Lorena Vera is a Mexican composer, producer, dancer, actress, and singer of traditional music born in Oaxaca de Juarez, Mexico. She is currently a vocalist in the Mexican world music band Lorena y Los Alebrijes, which mixes sounds as jazz, blues, cumbia and Chilena.

== Biography ==
Lorena Vera was born in Oaxaca City. She began to sing from adolescence, beginning her musical studies at the Center of Artistic Education of Oaxaca. When culminating their basic studies in the CEDART, Vera entered the Institute of Sciences and Arts of Oaxaca where she took classes in singing and performance, later on she took classes in contemporary dance at the House of the Oaxacan Culture. In 1999, with Ignacio Carrillo, she began an intense one investigation and experimentation with the sounds of different cultures, focused in the African-American-Mexican area of the Costa Region. It is there where Lorena y Los Alebrijes began, a musical project focused in interpreting pieces of the cultural repertoire of the State of Oaxaca.
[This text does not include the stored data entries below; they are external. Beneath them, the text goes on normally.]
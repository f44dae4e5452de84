//! Role handlers.

mod commands;
mod queries;

pub use commands::{
    CreateRoleCommand, CreateRoleHandler, RequirementInput, SetRoleRequirementsCommand,
    SetRoleRequirementsHandler,
};
pub use queries::{GetRoleHandler, GetRoleQuery, ListRolesHandler, RequiredSkill, RoleView};
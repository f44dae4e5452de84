//! HTTP listener settings.

use serde::Deserialize;
use std::net::SocketAddr;
use std::ops::RangeInclusive;
use std::time::Duration;

use super::error::ValidationError;

const DEFAULT_PORT: u16 = 5000;
const DEFAULT_TIMEOUT_SECS: u64 = 30;
const TIMEOUT_RANGE_SECS: RangeInclusive<u64> = 1..=300;

/// `SKILLS_GAP__SERVER__*` settings.
#[derive(Debug, Clone, Deserialize)]
pub struct ServerConfig {
    #[serde(default = "default_host")]
    pub host: String,

    #[serde(default = "default_port")]
    pub port: u16,

    #[serde(default)]
    pub environment: Environment,

    /// `EnvFilter` directive used when `RUST_LOG` is unset.
    #[serde(default = "default_log_level")]
    pub log_level: String,

    /// Upper bound on a single request, 1 to 300 seconds.
    #[serde(default = "default_request_timeout")]
    pub request_timeout_secs: u64,

    /// Comma-separated allow list. Unset allows any origin.
    pub cors_origins: Option<String>,
}

/// Deployment stage. Production switches logs to JSON and forbids the
/// in-memory store.
#[derive(Debug, Clone, Copy, Deserialize, PartialEq, Eq, Default)]
#[serde(rename_all = "lowercase")]
pub enum Environment {
    #[default]
    Development,
    Staging,
    Production,
}

impl ServerConfig {
    /// Address the listener binds to.
    pub fn socket_addr(&self) -> Result<SocketAddr, ValidationError> {
        let addr = format!("{}:{}", self.host, self.port);
        addr.parse()
            .map_err(|_| ValidationError::InvalidAddress(addr))
    }

    pub fn is_production(&self) -> bool {
        self.environment == Environment::Production
    }

    pub fn request_timeout(&self) -> Duration {
        Duration::from_secs(self.request_timeout_secs)
    }

    /// Configured origins, trimmed, with blank entries dropped.
    pub fn cors_origins_list(&self) -> Vec<String> {
        let Some(raw) = self.cors_origins.as_deref() else {
            return Vec::new();
        };
        raw.split(',')
            .map(str::trim)
            .filter(|origin| !origin.is_empty())
            .map(String::from)
            .collect()
    }

    pub fn validate(&self) -> Result<(), ValidationError> {
        if self.port == 0 {
            return Err(ValidationError::InvalidPort);
        }
        if !TIMEOUT_RANGE_SECS.contains(&self.request_timeout_secs) {
            return Err(ValidationError::InvalidTimeout);
        }
        self.socket_addr().map(|_| ())
    }
}

impl Default for ServerConfig {
    fn default() -> Self {
        Self {
            host: default_host(),
            port: DEFAULT_PORT,
            environment: Environment::default(),
            log_level: default_log_level(),
            request_timeout_secs: DEFAULT_TIMEOUT_SECS,
            cors_origins: None,
        }
    }
}

fn default_host() -> String {
    "0.0.0.0".to_string()
}

fn default_port() -> u16 {
    DEFAULT_PORT
}

fn default_log_level() -> String {
    "info,skills_gap_analyzer=debug,sqlx=warn".to_string()
}

fn default_request_timeout() -> u64 {
    DEFAULT_TIMEOUT_SECS
}
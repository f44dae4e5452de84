//! HTTP DTOs for skill catalogue endpoints.

use serde::{Deserialize, Serialize};

use crate::domain::foundation::SkillId;
use crate::domain::workforce::Skill;

#[derive(Debug, Clone, Deserialize)]
pub struct CreateSkillRequest {
    pub name: String,
    #[serde(default)]
    pub description: Option<String>,
    #[serde(default)]
    pub category: Option<String>,
}

#[derive(Debug, Clone, Default, Deserialize)]
pub struct UpdateSkillRequest {
    #[serde(default)]
    pub name: Option<String>,
    #[serde(default)]
    pub description: Option<String>,
    #[serde(default)]
    pub category: Option<String>,
}

#[derive(Debug, Clone, Default, Deserialize)]
pub struct ListSkillsParams {
    pub category: Option<String>,
}

#[derive(Debug, Clone, Serialize)]
pub struct SkillResponse {
    pub id: SkillId,
    pub name: String,
    pub description: Option<String>,
    pub category: Option<String>,
    pub created_at: String,
}

impl From<Skill> for SkillResponse {
    fn from(skill: Skill) -> Self {
        Self {
            id: skill.id,
            name: skill.name,
            description: skill.description,
            category: skill.category,
            created_at: skill.created_at.to_rfc3339(),
        }
    }
}

#[derive(Debug, Clone, Serialize)]
pub struct SkillListResponse {
    pub skills: Vec<SkillResponse>,
    pub count: usize,
}

impl From<Vec<Skill>> for SkillListResponse {
    fn from(skills: Vec<Skill>) -> Self {
        Self {
            count: skills.len(),
            skills: skills.into_iter().map(Into::into).collect(),
        }
    }
}

#[derive(Debug, Clone, Serialize)]
pub struct CategoriesResponse {
    pub categories: Vec<String>,
    pub count: usize,
}
//! HTTP DTOs for role endpoints.

use serde::{Deserialize, Serialize};

use crate::application::handlers::roles::{RequiredSkill, RoleView};
use crate::domain::foundation::{RoleId, SkillId};
use crate::domain::workforce::Role;

/// One `(skill_id, required_level)` pair. The level defaults to 3.
#[derive(Debug, Clone, Deserialize)]
pub struct RequirementRequest {
    pub skill_id: String,
    #[serde(default)]
    pub required_level: Option<i32>,
}

#[derive(Debug, Clone, Deserialize)]
pub struct CreateRoleRequest {
    pub title: String,
    #[serde(default)]
    pub description: Option<String>,
    #[serde(default)]
    pub department: Option<String>,
    #[serde(default)]
    pub level: Option<String>,
    #[serde(default)]
    pub required_skills: Vec<RequirementRequest>,
}

#[derive(Debug, Clone, Deserialize)]
pub struct SetRequirementsRequest {
    pub required_skills: Vec<RequirementRequest>,
}

#[derive(Debug, Clone, Serialize)]
pub struct RequiredSkillResponse {
    pub skill_id: SkillId,
    pub skill_name: String,
    pub category: Option<String>,
    pub required_level: i32,
}

impl From<RequiredSkill> for RequiredSkillResponse {
    fn from(required: RequiredSkill) -> Self {
        Self {
            skill_id: required.skill.id,
            skill_name: required.skill.name,
            category: required.skill.category,
            required_level: required.required_level.value(),
        }
    }
}

#[derive(Debug, Clone, Serialize)]
pub struct RoleResponse {
    pub id: RoleId,
    pub title: String,
    pub description: Option<String>,
    pub department: Option<String>,
    pub level: Option<String>,
    pub created_at: String,
    #[serde(skip_serializing_if = "Option::is_none")]
    pub required_skills: Option<Vec<RequiredSkillResponse>>,
}

impl From<Role> for RoleResponse {
    fn from(role: Role) -> Self {
        Self {
            id: role.id,
            title: role.title,
            description: role.description,
            department: role.department,
            level: role.level,
            created_at: role.created_at.to_rfc3339(),
            required_skills: None,
        }
    }
}

impl From<RoleView> for RoleResponse {
    fn from(view: RoleView) -> Self {
        Self {
            required_skills: Some(view.requirements.into_iter().map(Into::into).collect()),
            ..Self::from(view.role)
        }
    }
}

#[derive(Debug, Clone, Serialize)]
pub struct RoleListResponse {
    pub roles: Vec<RoleResponse>,
    pub count: usize,
}

impl From<Vec<Role>> for RoleListResponse {
    fn from(roles: Vec<Role>) -> Self {
        Self {
            count: roles.len(),
            roles: roles.into_iter().map(Into::into).collect(),
        }
    }
}
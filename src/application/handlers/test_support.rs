//! Seeding helpers shared by handler tests.

use std::sync::Arc;

use crate::adapters::memory::InMemoryWorkforceStore;
use crate::domain::foundation::{EmployeeId, ProficiencyLevel, RoleId, SkillId};
use crate::domain::workforce::{
    Employee, EmployeeSkill, NewEmployee, Role, RoleSkillRequirement, Skill,
};
use crate::ports::WorkforceStore;

pub fn store() -> (InMemoryWorkforceStore, Arc<dyn WorkforceStore>) {
    let store = InMemoryWorkforceStore::new();
    let shared: Arc<dyn WorkforceStore> = Arc::new(store.clone());
    (store, shared)
}

pub fn level(value: i32) -> ProficiencyLevel {
    ProficiencyLevel::try_new(value).unwrap()
}

pub async fn seed_skill(store: &dyn WorkforceStore, name: &str, category: &str) -> SkillId {
    let skill = Skill::create(name, None, Some(category.to_string())).unwrap();
    let mut uow = store.begin().await.unwrap();
    uow.skills().insert(&skill).await.unwrap();
    uow.commit().await.unwrap();
    skill.id
}

pub async fn seed_role(
    store: &dyn WorkforceStore,
    title: &str,
    requirements: &[(SkillId, i32)],
) -> RoleId {
    let role = Role::create(title, None, None, None).unwrap();
    let reqs: Vec<RoleSkillRequirement> = requirements
        .iter()
        .map(|(skill, required)| RoleSkillRequirement::new(role.id, *skill, level(*required)))
        .collect();
    let mut uow = store.begin().await.unwrap();
    uow.roles().insert(&role).await.unwrap();
    uow.roles().replace_requirements(role.id, &reqs).await.unwrap();
    uow.commit().await.unwrap();
    role.id
}

pub async fn seed_employee(
    store: &dyn WorkforceStore,
    code: &str,
    role_id: Option<RoleId>,
    skills: &[(SkillId, i32)],
) -> EmployeeId {
    let employee = Employee::create(NewEmployee {
        employee_code: code.to_string(),
        first_name: "Emp".to_string(),
        last_name: code.to_string(),
        email: format!("{}@example.com", code.to_lowercase()),
        department: Some("Engineering".to_string()),
        role_id,
        hire_date: None,
    })
    .unwrap();
    let mut uow = store.begin().await.unwrap();
    uow.employees().insert(&employee).await.unwrap();
    for (skill, proficiency) in skills {
        uow.employees()
            .assign_skill(&EmployeeSkill::assessed_now(employee.id, *skill, level(*proficiency)))
            .await
            .unwrap();
    }
    uow.commit().await.unwrap();
    employee.id
}
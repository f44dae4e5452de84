//! AssignSkillHandler - Records an employee's proficiency in a new skill.

use std::sync::Arc;

use tracing::debug;

use crate::domain::foundation::{DomainError, EmployeeId, ProficiencyLevel, SkillId};
use crate::domain::workforce::EmployeeSkill;
use crate::ports::WorkforceStore;

use super::super::{employee_not_found, skill_not_found};

/// Command to assign a skill. The level defaults to 1 when not given.
#[derive(Debug, Clone)]
pub struct AssignSkillCommand {
    pub employee_id: EmployeeId,
    pub skill_id: SkillId,
    pub proficiency_level: Option<ProficiencyLevel>,
}

pub struct AssignSkillHandler {
    store: Arc<dyn WorkforceStore>,
}

impl AssignSkillHandler {
    pub fn new(store: Arc<dyn WorkforceStore>) -> Self {
        Self { store }
    }

    pub async fn handle(&self, cmd: AssignSkillCommand) -> Result<EmployeeSkill, DomainError> {
        let mut uow = self.store.begin().await?;

        uow.employees()
            .find_by_id(cmd.employee_id)
            .await?
            .ok_or_else(|| employee_not_found(cmd.employee_id))?;
        uow.skills()
            .find_by_id(cmd.skill_id)
            .await?
            .ok_or_else(|| skill_not_found(cmd.skill_id))?;

        let assessed = EmployeeSkill::assessed_now(
            cmd.employee_id,
            cmd.skill_id,
            cmd.proficiency_level
                .unwrap_or(ProficiencyLevel::DEFAULT_ASSESSED),
        );
        uow.employees().assign_skill(&assessed).await?;
        uow.commit().await?;

        debug!(
            employee_id = %assessed.employee_id,
            skill_id = %assessed.skill_id,
            level = assessed.proficiency_level.value(),
            "Skill assigned"
        );
        Ok(assessed)
    }
}
//! Training time and success predictions for stored gaps.

use serde::Serialize;

use crate::domain::foundation::SkillId;

use super::record::GapDetails;
use super::scoring::{round2, success_probability, Priority};

/// Study hours an employee is expected to fit into one week.
pub const STUDY_HOURS_PER_WEEK: i32 = 8;

/// Multipliers applied to the base training time.
///
/// Both are 1.0 until per-employee data exists to derive them.
#[derive(Debug, Clone, Copy, PartialEq)]
pub struct TrainingFactors {
    pub experience_factor: f64,
    pub role_level_factor: f64,
}

impl Default for TrainingFactors {
    fn default() -> Self {
        Self {
            experience_factor: 1.0,
            role_level_factor: 1.0,
        }
    }
}

impl TrainingFactors {
    /// Scales `hours`, truncating toward zero.
    pub fn adjust(&self, hours: i32) -> i32 {
        (f64::from(hours) * self.experience_factor * self.role_level_factor) as i32
    }
}

#[derive(Debug, Clone, PartialEq, Serialize)]
pub struct SkillPrediction {
    pub skill_id: SkillId,
    pub skill_name: String,
    pub current_level: i32,
    pub target_level: i32,
    pub predicted_training_hours: i32,
    pub success_probability: f64,
    pub estimated_completion_weeks: i32,
    pub priority: Priority,
}

#[derive(Debug, Clone, Default, PartialEq, Serialize)]
pub struct PredictionReport {
    pub predictions: Vec<SkillPrediction>,
    pub total_training_hours: i64,
    pub average_success_probability: f64,
}

pub struct PredictionEngine {
    factors: TrainingFactors,
}

impl PredictionEngine {
    pub fn new(factors: TrainingFactors) -> Self {
        Self { factors }
    }

    /// Predicts every deficit in `gaps`, in input order.
    pub fn predict(&self, gaps: &[GapDetails]) -> PredictionReport {
        let predictions: Vec<SkillPrediction> = gaps
            .iter()
            .filter(|d| d.record.gap.is_deficit())
            .map(|d| self.predict_one(d))
            .collect();

        let total_training_hours = predictions
            .iter()
            .map(|p| i64::from(p.predicted_training_hours))
            .sum();
        let average_success_probability = if predictions.is_empty() {
            0.0
        } else {
            let sum: f64 = predictions.iter().map(|p| p.success_probability).sum();
            round2(sum / predictions.len() as f64)
        };

        PredictionReport {
            predictions,
            total_training_hours,
            average_success_probability,
        }
    }

    fn predict_one(&self, details: &GapDetails) -> SkillPrediction {
        let gap = &details.record.gap;
        let predicted_training_hours = self.factors.adjust(gap.predicted_training_time);
        SkillPrediction {
            skill_id: gap.skill_id,
            skill_name: details.skill_name.clone(),
            current_level: gap.current_level,
            target_level: gap.required_level,
            predicted_training_hours,
            success_probability: round2(success_probability(gap.gap_score)),
            estimated_completion_weeks: predicted_training_hours / STUDY_HOURS_PER_WEEK,
            priority: gap.priority,
        }
    }
}

impl Default for PredictionEngine {
    fn default() -> Self {
        Self::new(TrainingFactors::default())
    }
}
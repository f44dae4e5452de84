//! Strongly-typed identifier value objects.

use serde::{Deserialize, Serialize};
use std::fmt;
use std::str::FromStr;
use uuid::Uuid;

/// Generates a UUID-backed identifier newtype.
macro_rules! uuid_id {
    ($(#[$meta:meta])* $name:ident) => {
        $(#[$meta])*
        #[derive(Debug, Clone, Copy, PartialEq, Eq, PartialOrd, Ord, Hash, Serialize, Deserialize)]
        #[serde(transparent)]
        pub struct $name(Uuid);

        impl $name {
            /// Creates a new random identifier.
            pub fn new() -> Self {
                Self(Uuid::new_v4())
            }

            /// Creates an identifier from an existing UUID.
            pub fn from_uuid(uuid: Uuid) -> Self {
                Self(uuid)
            }

            /// Returns the inner UUID.
            pub fn as_uuid(&self) -> &Uuid {
                &self.0
            }
        }

        impl Default for $name {
            fn default() -> Self {
                Self::new()
            }
        }

        impl fmt::Display for $name {
            fn fmt(&self, f: &mut fmt::Formatter<'_>) -> fmt::Result {
                write!(f, "{}", self.0)
            }
        }

        impl FromStr for $name {
            type Err = uuid::Error;

            fn from_str(s: &str) -> Result<Self, Self::Err> {
                Ok(Self(Uuid::parse_str(s)?))
            }
        }
    };
}

uuid_id!(
    /// Unique identifier for an employee record.
    EmployeeId
);

uuid_id!(
    /// Unique identifier for a skill in the catalogue.
    SkillId
);

uuid_id!(
    /// Unique identifier for a job role.
    RoleId
);

uuid_id!(
    /// Unique identifier for a stored skill gap analysis row.
    GapRecordId
);

uuid_id!(
    /// Unique identifier for a training history entry.
    TrainingRecordId
);
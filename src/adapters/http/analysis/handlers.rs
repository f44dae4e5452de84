//! HTTP handlers for gap analysis endpoints.

use axum::body::Bytes;
use axum::extract::{Json, Path, State};
use axum::response::IntoResponse;

use crate::application::handlers::gap_analysis::{
    AnalyzeSkillGapsCommand, GenerateRecommendationsCommand, GetEmployeeGapsQuery,
    GetSkillPredictionsQuery,
};
use crate::domain::foundation::EmployeeId;
use crate::domain::gap_analysis::PriorityFilter;

use super::super::error::{parse_id, ApiError};
use super::super::extract::optional_json;
use super::super::state::AppState;
use super::dto::{
    AnalyzeGapsRequest, AnalyzeGapsResponse, EmployeeGapsResponse, PredictionsResponse,
    RecommendationsRequest,
};

/// POST /api/analysis/gaps - Recompute and store gaps
pub async fn analyze_gaps(
    State(state): State<AppState>,
    body: Bytes,
) -> Result<impl IntoResponse, ApiError> {
    let request: AnalyzeGapsRequest = optional_json(&body)?;
    let employee_id = request
        .employee_id
        .as_deref()
        .map(|raw| parse_id::<EmployeeId>(raw, "employee_id"))
        .transpose()?;

    let result = state
        .analyze_skill_gaps_handler()
        .handle(AnalyzeSkillGapsCommand { employee_id })
        .await?;

    Ok(Json(AnalyzeGapsResponse::from(result)))
}

/// GET /api/analysis/gaps/:employee_id - Stored gaps for one employee
pub async fn get_employee_gaps(
    State(state): State<AppState>,
    Path(employee_id): Path<String>,
) -> Result<impl IntoResponse, ApiError> {
    let employee_id = parse_id::<EmployeeId>(&employee_id, "employee_id")?;

    let result = state
        .employee_gaps_handler()
        .handle(GetEmployeeGapsQuery { employee_id })
        .await?;

    Ok(Json(EmployeeGapsResponse::from(result)))
}

/// GET /api/analysis/predictions/:employee_id - Training predictions
pub async fn get_predictions(
    State(state): State<AppState>,
    Path(employee_id): Path<String>,
) -> Result<impl IntoResponse, ApiError> {
    let employee_id = parse_id::<EmployeeId>(&employee_id, "employee_id")?;

    let result = state
        .skill_predictions_handler()
        .handle(GetSkillPredictionsQuery { employee_id })
        .await?;

    Ok(Json(PredictionsResponse::from(result)))
}

/// POST /api/analysis/recommendations - Ranked training recommendations
pub async fn generate_recommendations(
    State(state): State<AppState>,
    body: Bytes,
) -> Result<impl IntoResponse, ApiError> {
    let request: RecommendationsRequest = optional_json(&body)?;
    let employee_id = request
        .employee_id
        .as_deref()
        .map(|raw| parse_id::<EmployeeId>(raw, "employee_id"))
        .transpose()?;
    let priority = match request.priority.as_deref() {
        Some(raw) => raw.parse::<PriorityFilter>()?,
        None => PriorityFilter::All,
    };

    let report = state
        .recommendations_handler()
        .handle(GenerateRecommendationsCommand {
            employee_id,
            priority,
        })
        .await?;

    Ok(Json(report))
}
//! Axum router for gap analysis endpoints.

use axum::{
    routing::{get, post},
    Router,
};

use super::super::state::AppState;
use super::handlers::{analyze_gaps, generate_recommendations, get_employee_gaps, get_predictions};

/// Create the analysis router, mounted at `/api/analysis`.
///
/// # Routes
///
/// - `POST /gaps` - Run gap analysis for one employee or everyone
/// - `GET /gaps/:employee_id` - Stored gaps for an employee
/// - `GET /predictions/:employee_id` - Training time and success predictions
/// - `POST /recommendations` - Ranked training recommendations
pub fn analysis_routes() -> Router<AppState> {
    Router::new()
        .route("/gaps", post(analyze_gaps))
        .route("/gaps/:employee_id", get(get_employee_gaps))
        .route("/predictions/:employee_id", get(get_predictions))
        .route("/recommendations", post(generate_recommendations))
}
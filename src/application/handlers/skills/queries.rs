//! Skill catalogue query handlers.

use std::sync::Arc;

use crate::domain::foundation::{DomainError, SkillId};
use crate::domain::workforce::Skill;
use crate::ports::WorkforceStore;

use super::super::skill_not_found;

#[derive(Debug, Clone)]
pub struct GetSkillQuery {
    pub skill_id: SkillId,
}

pub struct GetSkillHandler {
    store: Arc<dyn WorkforceStore>,
}

impl GetSkillHandler {
    pub fn new(store: Arc<dyn WorkforceStore>) -> Self {
        Self { store }
    }

    pub async fn handle(&self, query: GetSkillQuery) -> Result<Skill, DomainError> {
        let mut uow = self.store.begin().await?;
        uow.skills()
            .find_by_id(query.skill_id)
            .await?
            .ok_or_else(|| skill_not_found(query.skill_id))
    }
}

#[derive(Debug, Clone, Default)]
pub struct ListSkillsQuery {
    pub category: Option<String>,
}

pub struct ListSkillsHandler {
    store: Arc<dyn WorkforceStore>,
}

impl ListSkillsHandler {
    pub fn new(store: Arc<dyn WorkforceStore>) -> Self {
        Self { store }
    }

    pub async fn handle(&self, query: ListSkillsQuery) -> Result<Vec<Skill>, DomainError> {
        let mut uow = self.store.begin().await?;
        uow.skills().list(query.category.as_deref()).await
    }

    /// Distinct categories in use, sorted.
    pub async fn categories(&self) -> Result<Vec<String>, DomainError> {
        let mut uow = self.store.begin().await?;
        uow.skills().categories().await
    }
}
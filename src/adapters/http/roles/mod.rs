//! HTTP adapter for roles and their skill requirements.

pub mod dto;
pub mod handlers;
pub mod routes;

pub use routes::role_routes;
//! Training history handlers.

use std::sync::Arc;

use crate::domain::foundation::{DomainError, EmployeeId};
use crate::domain::workforce::{NewTrainingRecord, TrainingRecord};
use crate::ports::WorkforceStore;

use super::super::employee_not_found;

#[derive(Debug, Clone)]
pub struct RecordTrainingCommand {
    pub details: NewTrainingRecord,
}

pub struct RecordTrainingHandler {
    store: Arc<dyn WorkforceStore>,
}

impl RecordTrainingHandler {
    pub fn new(store: Arc<dyn WorkforceStore>) -> Self {
        Self { store }
    }

    pub async fn handle(&self, cmd: RecordTrainingCommand) -> Result<TrainingRecord, DomainError> {
        let record = TrainingRecord::create(cmd.details)?;

        let mut uow = self.store.begin().await?;
        uow.training_records().insert(&record).await?;
        uow.commit().await?;

        Ok(record)
    }
}

#[derive(Debug, Clone)]
pub struct ListTrainingQuery {
    pub employee_id: EmployeeId,
}

pub struct ListTrainingHandler {
    store: Arc<dyn WorkforceStore>,
}

impl ListTrainingHandler {
    pub fn new(store: Arc<dyn WorkforceStore>) -> Self {
        Self { store }
    }

    pub async fn handle(&self, query: ListTrainingQuery) -> Result<Vec<TrainingRecord>, DomainError> {
        let mut uow = self.store.begin().await?;
        uow.employees()
            .find_by_id(query.employee_id)
            .await?
            .ok_or_else(|| employee_not_found(query.employee_id))?;

        uow.training_records()
            .list_for_employee(query.employee_id)
            .await
    }
}

#[cfg(test)]
mod tests {
    use super::*;
    use crate::application::handlers::test_support::{seed_employee, seed_skill, store};
    use crate::domain::foundation::{ErrorCode, SkillId};
    use crate::domain::workforce::CompletionStatus;
    use chrono::NaiveDate;

    fn details(employee_id: EmployeeId, skill_id: SkillId, start: (i32, u32, u32)) -> NewTrainingRecord {
        NewTrainingRecord {
            employee_id,
            skill_id,
            training_name: "SQL Deep Dive".to_string(),
            training_provider: None,
            start_date: NaiveDate::from_ymd_opt(start.0, start.1, start.2),
            end_date: None,
            completion_status: CompletionStatus::InProgress,
            effectiveness_score: None,
        }
    }

    #[tokio::test]
    async fn records_and_lists_most_recent_first() {
        let (_, store) = store();
        let sql = seed_skill(store.as_ref(), "SQL", "Technical").await;
        let emp = seed_employee(store.as_ref(), "EMP001", None, &[]).await;
        let record = RecordTrainingHandler::new(store.clone());
        record
            .handle(RecordTrainingCommand {
                details: details(emp, sql, (2023, 1, 10)),
            })
            .await
            .unwrap();
        let latest = record
            .handle(RecordTrainingCommand {
                details: details(emp, sql, (2024, 6, 1)),
            })
            .await
            .unwrap();

        let history = ListTrainingHandler::new(store)
            .handle(ListTrainingQuery { employee_id: emp })
            .await
            .unwrap();

        assert_eq!(history.len(), 2);
        assert_eq!(history[0].id, latest.id);
    }

    #[tokio::test]
    async fn unknown_employee_is_not_found() {
        let (_, store) = store();
        let sql = seed_skill(store.as_ref(), "SQL", "Technical").await;

        let err = RecordTrainingHandler::new(store.clone())
            .handle(RecordTrainingCommand {
                details: details(EmployeeId::new(), sql, (2024, 1, 1)),
            })
            .await
            .unwrap_err();
        assert_eq!(err.code, ErrorCode::EmployeeNotFound);

        let err = ListTrainingHandler::new(store)
            .handle(ListTrainingQuery {
                employee_id: EmployeeId::new(),
            })
            .await
            .unwrap_err();
        assert_eq!(err.code, ErrorCode::EmployeeNotFound);
    }
}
Vera writes part of the songs which are fleshed out with the percussionist Ignacio Lico Carrillo, the pianist Jorge Villanueva and the guitarist Jesus Medina.
Vera has also participated in musicals such as "They Are of the Skull" and "Woman of Corn". She has also produced the materials of Los Alebrijes with whom she has promoted through the culture of excluded indigenous communities

Vera has been a scholarship holder of FOESCA.